Another talk from Dato, this time from its founder Carlos Guestrin, focused on how to use “deep features” to improve the representation of instances in a classification process. Carlos started by giving a gentle introduction to neural networks and how they can be used to represent complex (non-linear) representations of data. For instance, higher level features for face recognition could be nose, eye or mouth shapes. According to him, the main challenges of deep learning are that you need a huge amount of data and it is computationally expensive. On the other hand, deep learning is the state of the art for multiple machine learning tasks. Carlos’ proposal is to apply transfer learning with deep learning features and a linear classifier that predicts an output based on them. Imagine that we train a model that can differentiate between cat and dogs pictures, after this, we can take that neural network and remove the last layer (the one producing the final output). As a result, the neural network will output a vector of weights that represent multiple high dimension features. Now the magic part starts, we can use that neural network to represent labelled documents (e.g., images being human faces or not) and then use a linear classifier to learn from them. The main challenge for this approach to be more wildly applied is the ability to share such precomputed neural network in a centralised repository to encourage the dissemination of results. During his talk, he also mentioned the library word2vec that applies deep learning to create a distributional representation of textual documents. Both the idea of deep features in general, and the library word2vec in particular are things that I will explore much more deeper in the future.
There are other three talks that I would like to mention. Firstly, Felipe Hoffa presented a demonstration of the power of Google BigQuery by running complex SQL queries over a Terabyte of data in around 7 seconds, and by joining Terabyte size tables in under a minute. The second talk shown how Barclays is creating outstanding infographics and local insights to provide actionable insight for different businesses. Last but not least, Lars Trieloff gave a fantastic presentation about the communication breakdown between the data analysis and the decision making steps. He even went to the extend of suggesting leaving all decisions to computers because “99.9% of decisions can be automated”. He illustrated his point by showing that a human “enhanced” algorithm, a recommendation system where the decision is made by a human, was performing worse than a fully automated system. Although I don’t agree completely with Lars’ perspective, this seems like a reasonable approach for the specific case of inventory replenishing that he was describing. Obviously, some type of alert system should be put in place to communicate unusual orders to indicate that some unexpected situation might be happening.

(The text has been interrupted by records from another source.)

//! Weighted random generation of formulas.

use crate::error::FormulaError;
use crate::features::FeatureOracle;
use crate::formula::{ArithOp, BoolOp, Formula, FormulaKind};
use crate::value::{Value, ValueType};
use serde::{Deserialize, Serialize};

const NUMERIC_KINDS: [FormulaKind; 4] = [
    FormulaKind::Literal,
    FormulaKind::Arithmetic,
    FormulaKind::Conditional,
    FormulaKind::Feature,
];

const BOOL_KINDS: [FormulaKind; 3] = [
    FormulaKind::Literal,
    FormulaKind::Boolean,
    FormulaKind::Conditional,
];

/// Shape limits for generated trees.
#[derive(Debug, Clone, Serialize, Deserialize, PartialEq)]
pub struct Grammar {
    /// Nodes at this depth (root = 0) are always leaves.
    pub max_depth: usize,
    /// Int literals are drawn from `0..=int_literal_max`.
    pub int_literal_max: i64,
    /// Float literals are drawn from `[0, float_literal_max)`.
    pub float_literal_max: f64,
}

impl Default for Grammar {
    fn default() -> Self {
        Self {
            max_depth: 6,
            int_literal_max: 64,
            float_literal_max: 64.0,
        }
    }
}

/// Everything generation and mutation need: the grammar, the features of
/// the program under search and a random stream.
pub struct GenContext<'a> {
    pub grammar: &'a Grammar,
    pub features: &'a dyn FeatureOracle,
    pub rng: &'a mut fastrand::Rng,
}

impl<'a> GenContext<'a> {
    pub fn new(
        grammar: &'a Grammar,
        features: &'a dyn FeatureOracle,
        rng: &'a mut fastrand::Rng,
    ) -> Self {
        Self {
            grammar,
            features,
            rng,
        }
    }

    /// Generate a tree of type `ty` rooted at depth 0.
    pub fn generate(&mut self, ty: ValueType) -> Result<Formula, FormulaError> {
        self.generate_at(ty, 0)
    }

    /// Generate a tree of type `ty` whose root sits at `depth`.
    pub fn generate_at(&mut self, ty: ValueType, depth: usize) -> Result<Formula, FormulaError> {
        let kind = self.pick_kind(ty, depth)?;
        let child = depth + 1;
        match kind {
            FormulaKind::Literal => Ok(Formula::Literal(self.random_literal(ty)?)),
            FormulaKind::Arithmetic => {
                let op = ArithOp::ALL[self.rng.usize(..ArithOp::ALL.len())];
                let lhs = self.generate_at(ty, child)?;
                let rhs = self.generate_at(ty, child)?;
                Formula::arithmetic(op, lhs, rhs)
            }
            FormulaKind::Boolean => {
                let op_type = if self.rng.bool() {
                    ValueType::Bool
                } else {
                    ValueType::Int
                };
                let ops = BoolOp::for_operand(op_type);
                let op = ops[self.rng.usize(..ops.len())];
                let lhs = self.generate_at(op_type, child)?;
                let rhs = self.generate_at(op_type, child)?;
                Formula::boolean(op, lhs, rhs)
            }
            FormulaKind::Conditional => {
                let cond = self.generate_at(ValueType::Bool, child)?;
                let then = self.generate_at(ty, child)?;
                let otherwise = self.generate_at(ty, child)?;
                Formula::conditional(cond, then, otherwise)
            }
            FormulaKind::Feature => {
                let count = self.features.count(ty);
                let index = self.rng.usize(..count);
                let feature = self
                    .features
                    .nth(index, ty)
                    .ok_or(FormulaError::UnsupportedGeneration(ty))?;
                Ok(Formula::feature(ty, feature))
            }
        }
    }

    /// A uniformly drawn literal of type `ty`.
    pub fn random_literal(&mut self, ty: ValueType) -> Result<Value, FormulaError> {
        match ty {
            ValueType::Int => Ok(Value::Int(self.rng.i64(0..=self.grammar.int_literal_max.max(0)))),
            ValueType::Float => Ok(Value::Float(self.rng.f64() * self.grammar.float_literal_max)),
            ValueType::Bool => Ok(Value::Bool(self.rng.bool())),
            ValueType::String => Err(FormulaError::UnsupportedGeneration(ty)),
        }
    }

    /// Roulette-wheel choice among the kinds allowed for `ty` at `depth`:
    /// draw in `[1, total]` and take the first kind whose cumulative weight
    /// reaches the draw.
    fn pick_kind(&mut self, ty: ValueType, depth: usize) -> Result<FormulaKind, FormulaError> {
        let kinds: &[FormulaKind] = match ty {
            ValueType::Int | ValueType::Float => &NUMERIC_KINDS,
            ValueType::Bool => &BOOL_KINDS,
            ValueType::String => return Err(FormulaError::UnsupportedGeneration(ty)),
        };
        let leaves_only = depth >= self.grammar.max_depth;
        let has_features = self.features.count(ty) > 0;
        let allowed = |kind: &&FormulaKind| {
            (!leaves_only || kind.is_leaf()) && (**kind != FormulaKind::Feature || has_features)
        };

        let total: u32 = kinds.iter().filter(allowed).map(|kind| kind.weight()).sum();
        let draw = self.rng.u32(1..=total);
        let mut cumulative = 0;
        for kind in kinds.iter().filter(allowed) {
            cumulative += kind.weight();
            if cumulative >= draw {
                return Ok(*kind);
            }
        }
        Ok(FormulaKind::Literal)
    }
}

I deeply enjoyed the first day of the conference, and I managed to have really interesting discussions with amazing people. Also, (as usual after a conference) I have a list of technologies, services and tools to play with, including IPython notebooks, Spark, DataRobot, Dato and deep features. Furthermore, the conference also reinforced the idea that Python and R are still the most common languages within the data science community. However, I discovered that a lot of people knew about Clojure which was an unexpected surprise.